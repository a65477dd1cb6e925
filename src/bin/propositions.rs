//! Propositions - Command Line Interface
//!
//! Normalises formulas, checks tautologies and evaluates arguments.

use clap::{Parser, ValueEnum};
use propositions::{parse_assignment, Argument, Checker, Formula, LogicError, NormalFormConfig};
use std::path::PathBuf;
use std::process;

#[derive(Debug, Clone, ValueEnum)]
enum Command {
    /// Print the negation normal form of each formula
    Nnf,
    /// Print the conjunctive normal form of each formula
    Cnf,
    /// Decide whether each formula is a tautology (default)
    Valid,
    /// Decide whether the premises entail the conclusion (last formula)
    Argument,
    /// Decide whether the argument is valid and its premises hold under --assign
    Sound,
}

#[derive(Parser, Debug)]
#[command(name = "propositions")]
#[command(about = "Propositional normal forms and tautology checking", long_about = None)]
#[command(version)]
struct Args {
    /// Formulas, e.g. "(p -> q) * p -> q"
    #[arg(value_name = "FORMULA")]
    formulas: Vec<String>,

    /// Operation to perform
    #[arg(short = 'D', long = "do", value_enum, default_value = "valid")]
    command: Command,

    /// Argument file: one premise per line, conclusion prefixed by `therefore`
    #[arg(short = 'f', long = "file")]
    file: Option<PathBuf>,

    /// Truth assignment for `sound`, e.g. "p=true,q=false" (repeatable)
    #[arg(short = 'a', long = "assign")]
    assign: Vec<String>,

    /// Recursion depth limit for the transforms
    #[arg(long = "max-depth")]
    max_depth: Option<usize>,

    /// Node limit for CNF conversion
    #[arg(long = "max-nodes")]
    max_nodes: Option<usize>,

    /// Print a summary of each step to stderr
    #[arg(short = 's', long = "summary")]
    summary: bool,
}

fn main() {
    env_logger::init();
    let args = Args::parse();

    if let Err(e) = run(&args) {
        eprintln!("Error: {}", e);
        process::exit(1);
    }
}

fn run(args: &Args) -> Result<(), LogicError> {
    let mut config = NormalFormConfig::default();
    if let Some(max_depth) = args.max_depth {
        config = config.with_max_depth(max_depth);
    }
    if let Some(max_nodes) = args.max_nodes {
        config = config.with_max_nodes(max_nodes);
    }
    let checker = Checker::with_config(config);

    match args.command {
        Command::Nnf | Command::Cnf | Command::Valid => {
            for formula in parse_formulas(&args.formulas)? {
                let output = match args.command {
                    Command::Nnf => checker.to_nnf(&formula)?.to_string(),
                    Command::Cnf => checker.normalize(&formula)?.to_string(),
                    _ => verdict(checker.is_valid(&formula)?, "valid", "not valid"),
                };
                if args.summary {
                    eprintln!(
                        "{} ({} atoms, {} nodes)",
                        formula,
                        formula.atoms().len(),
                        formula.node_count()
                    );
                }
                println!("{}", output);
            }
        }
        Command::Argument | Command::Sound => {
            let argument = load_argument(args)?;
            if args.summary {
                for premise in argument.premises() {
                    eprintln!("premise:    {}", premise);
                }
                eprintln!("conclusion: {}", argument.conclusion());
            }

            let answer = match args.command {
                Command::Argument => verdict(checker.check(&argument)?, "valid", "invalid"),
                _ => {
                    let mut assignment = propositions::Assignment::new();
                    for text in &args.assign {
                        assignment.extend(parse_assignment(text)?);
                    }
                    let sound =
                        checker.is_sound(argument.premises(), argument.conclusion(), &assignment)?;
                    verdict(sound, "sound", "unsound")
                }
            };
            println!("{}", answer);
        }
    }

    Ok(())
}

fn parse_formulas(texts: &[String]) -> Result<Vec<Formula>, LogicError> {
    if texts.is_empty() {
        return Err(LogicError::Malformed {
            operation: "propositions",
            reason: "no formulas given".to_string(),
        });
    }
    texts
        .iter()
        .map(|text| Formula::parse(text).map_err(LogicError::from))
        .collect()
}

/// Argument from --file, or from the positional formulas (last one is the conclusion)
fn load_argument(args: &Args) -> Result<Argument, LogicError> {
    if let Some(path) = &args.file {
        return Argument::from_file(path);
    }

    let mut formulas = parse_formulas(&args.formulas)?;
    let conclusion = formulas.pop().ok_or_else(|| LogicError::Malformed {
        operation: "propositions",
        reason: "an argument needs a conclusion".to_string(),
    })?;
    Ok(Argument::new(formulas, conclusion))
}

fn verdict(answer: bool, yes: &str, no: &str) -> String {
    let word = if answer { yes } else { no };
    word.to_string()
}
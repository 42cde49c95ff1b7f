use crate::gpio::gpioa::{PA0, PA1, PA6, PA7, PA8, PA9};
use crate::gpio::gpiob::{PB6, PB7};
use crate::gpio::{self, PinId};
use crate::mmio::RegisterBus;
use crate::pac::{TIM1, TIM2, TIM3, TIM4};

/// Pin pair feeding channel 1 and channel 2 of a timer
pub trait QeiPins<TIM> {
    /// Configures both pins as pulled-up inputs
    fn setup<B: RegisterBus>(&self, bus: &B);
}

macro_rules! qei_pins {
    ($($TIMX:ident: ($CH1:ident, $CH2:ident),)+) => {
        $(
            impl QeiPins<$TIMX> for ($CH1, $CH2) {
                fn setup<B: RegisterBus>(&self, bus: &B) {
                    const _: () = assert!(
                        $CH1::PORT as u8 == $CH2::PORT as u8 && $CH1::N + 1 == $CH2::N
                    );
                    gpio::into_pull_up_pair(bus, $CH1::PORT, $CH1::N);
                }
            }
        )+
    };
}

qei_pins! {
    TIM1: (PA8, PA9),
    TIM2: (PA0, PA1),
    TIM3: (PA6, PA7),
    TIM4: (PB6, PB7),
}
//! General Purpose Input / Output
//!
//! STM32F1 ports describe every pin with a 4-bit CNF/MODE nibble, pins 0-7 in CRL and
//! pins 8-15 in CRH. For inputs with pull resistors the matching ODR bit selects
//! pull-up (1) or pull-down (0).
use crate::mmio::{Register, RegisterBus};
use crate::pac;

/// CNF = 0b10 (input with pull-up / pull-down), MODE = 0b00 (input)
const INPUT_PULL: u32 = 0b1000;

/// GPIO port carrying encoder inputs
#[cfg_attr(feature = "defmt", derive(defmt::Format))]
#[derive(Copy, Clone, Debug, PartialEq, Eq, PartialOrd, Ord, Hash)]
pub enum Port {
    A,
    B,
}

impl Port {
    /// Start of the port's register block
    pub fn base(self) -> usize {
        match self {
            Port::A => pac::GPIOA::ptr() as usize,
            Port::B => pac::GPIOB::ptr() as usize,
        }
    }
}

/// Port registers used to configure encoder inputs
#[cfg_attr(feature = "defmt", derive(defmt::Format))]
#[derive(Copy, Clone, Debug, PartialEq, Eq, PartialOrd, Ord, Hash)]
pub enum PortRegister {
    /// Port configuration register low
    Crl,
    /// Port configuration register high
    Crh,
    /// Port output data register
    Odr,
}

impl PortRegister {
    pub const fn offset(self) -> usize {
        match self {
            PortRegister::Crl => 0x00,
            PortRegister::Crh => 0x04,
            PortRegister::Odr => 0x0C,
        }
    }
}

/// Port pin known at compile time
pub trait PinId: crate::Sealed {
    /// Port the pin belongs to
    const PORT: Port;

    /// Pin number within the port
    const N: u8;
}

/// Configuration register holding the CNF/MODE nibble of pin `n`
pub(crate) const fn config_register(port: Port, n: u8) -> Register {
    if n < 8 {
        Register::Gpio(port, PortRegister::Crl)
    } else {
        Register::Gpio(port, PortRegister::Crh)
    }
}

/// Configures pins `first` and `first + 1` of `port` as pulled-up inputs
///
/// Both nibbles live in the same configuration register, so the mode change is one
/// read-modify-write of CRL/CRH, followed by one read-modify-write of ODR.
pub(crate) fn into_pull_up_pair<B: RegisterBus>(bus: &B, port: Port, first: u8) {
    debug_assert!(first % 8 < 7, "pin pair straddles CRL and CRH");

    let offset = 4 * u32::from(first % 8);
    let mode = ((INPUT_PULL << 4) | INPUT_PULL) << offset;
    bus.modify(config_register(port, first), |r| {
        (r & !(0xFF << offset)) | mode
    });
    bus.set_bits(Register::Gpio(port, PortRegister::Odr), 0b11 << first);
}

macro_rules! gpio {
    ($PORT:ident, $gpiox:ident, [
        $($PXi:ident: $i:expr,)+
    ]) => {
        /// GPIO
        pub mod $gpiox {
            use super::{PinId, Port};

            $(
                /// Pin marker
                #[cfg_attr(feature = "defmt", derive(defmt::Format))]
                #[derive(Debug)]
                pub struct $PXi;

                impl crate::Sealed for $PXi {}

                impl PinId for $PXi {
                    const PORT: Port = Port::$PORT;
                    const N: u8 = $i;
                }
            )+
        }
    }
}

gpio!(A, gpioa, [
    PA0: 0,
    PA1: 1,
    PA6: 6,
    PA7: 7,
    PA8: 8,
    PA9: 9,
]);

gpio!(B, gpiob, [
    PB6: 6,
    PB7: 7,
]);

#[cfg(test)]
mod tests {
    use super::gpioa::{PA0, PA8};
    use super::gpiob::PB7;
    use super::*;
    use crate::mock::MockRegisters;

    const CRL_A: Register = Register::Gpio(Port::A, PortRegister::Crl);
    const CRH_A: Register = Register::Gpio(Port::A, PortRegister::Crh);
    const ODR_A: Register = Register::Gpio(Port::A, PortRegister::Odr);
    const CRL_B: Register = Register::Gpio(Port::B, PortRegister::Crl);
    const ODR_B: Register = Register::Gpio(Port::B, PortRegister::Odr);

    #[test]
    fn pins_know_their_port_and_number() {
        assert_eq!(PA8::PORT, Port::A);
        assert_eq!(PA8::N, 8);
        assert_eq!(PA0::N, 0);
        assert_eq!(PB7::PORT, Port::B);
        assert_eq!(PB7::N, 7);
    }

    #[test]
    fn port_bases() {
        assert_eq!(Port::A.base(), 0x4001_0800);
        assert_eq!(Port::B.base(), 0x4001_0C00);
    }

    #[test]
    fn low_pins_use_crl_and_high_pins_crh() {
        assert_eq!(config_register(Port::A, 7), CRL_A);
        assert_eq!(config_register(Port::A, 8), CRH_A);
        assert_eq!(config_register(Port::B, 6), CRL_B);
    }

    #[test]
    fn pull_up_pair_in_crh() {
        let regs = MockRegisters::new();
        regs.preset(CRH_A, 0x4444_4444);
        regs.preset(ODR_A, 0x0000_8001);

        into_pull_up_pair(&regs, Port::A, 8);

        assert_eq!(regs.peek(CRH_A), 0x4444_4488);
        assert_eq!(regs.peek(ODR_A), 0x0000_8301);
        assert_eq!(regs.written_registers(), [CRH_A, ODR_A]);
    }

    #[test]
    fn pull_up_pair_high_nibbles_of_crl() {
        let regs = MockRegisters::new();
        regs.preset(CRL_B, 0x4444_4444);

        into_pull_up_pair(&regs, Port::B, 6);

        assert_eq!(regs.peek(CRL_B), 0x8844_4444);
        assert_eq!(regs.peek(ODR_B), 0x0000_00C0);
        assert_eq!(regs.peek(CRL_A), 0);
    }
}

-=-=-=-=-

_Requirement:_
Write down, word for word, the lines above from the one containing "argument needs a" through the one containing "0-7 in CRL and", both ends included.

_Written response:_
        reason: "an argument needs a conclusion".to_string(),
    })?;
    Ok(Argument::new(formulas, conclusion))
}

fn verdict(answer: bool, yes: &str, no: &str) -> String {
    let word = if answer { yes } else { no };
    word.to_string()
}
repository 42cde49c95ff1b7f
use crate::gpio::gpioa::{PA0, PA1, PA6, PA7, PA8, PA9};
use crate::gpio::gpiob::{PB6, PB7};
use crate::gpio::{self, PinId};
use crate::mmio::RegisterBus;
use crate::pac::{TIM1, TIM2, TIM3, TIM4};

/// Pin pair feeding channel 1 and channel 2 of a timer
pub trait QeiPins<TIM> {
    /// Configures both pins as pulled-up inputs
    fn setup<B: RegisterBus>(&self, bus: &B);
}

macro_rules! qei_pins {
    ($($TIMX:ident: ($CH1:ident, $CH2:ident),)+) => {
        $(
            impl QeiPins<$TIMX> for ($CH1, $CH2) {
                fn setup<B: RegisterBus>(&self, bus: &B) {
                    const _: () = assert!(
                        $CH1::PORT as u8 == $CH2::PORT as u8 && $CH1::N + 1 == $CH2::N
                    );
                    gpio::into_pull_up_pair(bus, $CH1::PORT, $CH1::N);
                }
            }
        )+
    };
}

qei_pins! {
    TIM1: (PA8, PA9),
    TIM2: (PA0, PA1),
    TIM3: (PA6, PA7),
    TIM4: (PB6, PB7),
}
//! General Purpose Input / Output
//!
//! STM32F1 ports describe every pin with a 4-bit CNF/MODE nibble, pins 0-7 in CRL and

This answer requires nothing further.